There is a significant cash flow risk for those businesses that have taken advantage of the various support schemes, but which fail to recognise or plan for the later outflows, which may be significant.
These cash commitments are likely to come on the back of a very difficult trading period, where output/production may have been restricted by social distancing and furloughed staff, consumer confidence has been low and markets and prices have been under pressure. It is highly possible that some businesses could be in an even worse cash flow position than they are now.
HM Revenue & Customs (HMRC) advised that the July 2020 income tax payments on account due through self-assessment (being half of the estimated income tax bill for the 2020-21 tax year) could be deferred to 31 January 2021. The deferred amounts will then coincide with any income tax balancing payments and capital gains tax liabilities for the same period, as well as the first income tax payment on account for the following tax year.
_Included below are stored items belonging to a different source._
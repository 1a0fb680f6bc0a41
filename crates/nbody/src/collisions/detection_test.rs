use nalgebra::{Point3, Vector3};

use crate::body::BodyId;
use crate::collisions::detection::*;
use crate::state::SystemState;

fn system_with(positions: &[(f64, f64)]) -> SystemState {
    let mut system = SystemState::new();
    for &(x, radius) in positions {
        system
            .add_body(5.0, radius, Point3::new(x, 0.0, 0.0), Vector3::zeros())
            .unwrap();
    }
    system
}

#[test]
fn test_no_collisions_when_separated() {
    let system = system_with(&[(0.0, 1.0), (10.0, 1.0), (-10.0, 1.0)]);

    assert!(detect_collisions(&system).is_empty());
}

#[test]
fn test_overlapping_pair_detected() {
    let system = system_with(&[(0.0, 1.0), (1.5, 1.0)]);

    let events = detect_collisions(&system);
    assert_eq!(events.len(), 1);
    assert_eq!(events[0].body_a, BodyId(0));
    assert_eq!(events[0].body_b, BodyId(1));
    assert_eq!(events[0].separation, 1.5);
    assert_eq!(events[0].midpoint, Point3::new(0.75, 0.0, 0.0));
}

#[test]
fn test_each_pair_reported_once() {
    // Three mutually overlapping bodies
    let system = system_with(&[(0.0, 2.0), (1.0, 2.0), (2.0, 2.0)]);

    let events = detect_collisions(&system);
    let pairs: Vec<(u32, u32)> = events.iter().map(|e| (e.body_a.0, e.body_b.0)).collect();
    assert_eq!(pairs, vec![(0, 1), (0, 2), (1, 2)]);
}

#[test]
fn test_touching_is_not_a_collision() {
    let system = system_with(&[(0.0, 1.0), (2.0, 1.0)]);

    assert!(detect_collisions(&system).is_empty());
}

#[test]
fn test_dead_bodies_are_not_detected() {
    let mut system = system_with(&[(0.0, 1.0), (1.0, 1.0), (0.5, 1.0)]);
    system.bodies[0].tombstone();

    let events = detect_collisions(&system);
    assert_eq!(events.len(), 1);
    assert_eq!((events[0].body_a, events[0].body_b), (BodyId(1), BodyId(2)));
}

#[test]
fn test_zero_radius_bodies_collide_only_when_separated_by_less_than_other_radius() {
    let system = system_with(&[(0.0, 0.0), (0.5, 1.0)]);

    assert_eq!(detect_collisions(&system).len(), 1);
}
Furthermore, VAT payments falling due between 20 March and 30 June 2020 can also be deferred to 31 March 2021. The outcome of this is that essentially a full year’s income tax will need to be paid in one hit, followed very shortly by VAT liabilities from nine months or more ago.
Additionally, for businesses that have secured a loan under the CBILS or Bounce Back schemes, the liability for interest and capital repayments (which are covered by the government for the first 12 months) will start to fall on the borrower from the second quarter of 2021.
The overriding message is therefore that, whilst government support and tax holidays may have represented a welcome lifeline over the past few months, it must be remembered that many of these measures are temporary and that liabilities are only being deferred, not written off.
To assist with cashflow planning, we have drawn up some top tips for businesses to consider as support measures start to be withdrawn:
1. Plan, budget and forecast
Stay on top of finances, reassess cashflow forecasts regularly and include key assumptions and sensitivity analysis. Whilst unpleasant, it is important to look at the worst-case scenario and have a plan in place. You need to know how much cash the business can draw upon (will additional finance be required?) and what the position will be at different intervals. Raise awareness within your business about the importance of cash, as even the most profitable business can fail if they have insufficient reserves.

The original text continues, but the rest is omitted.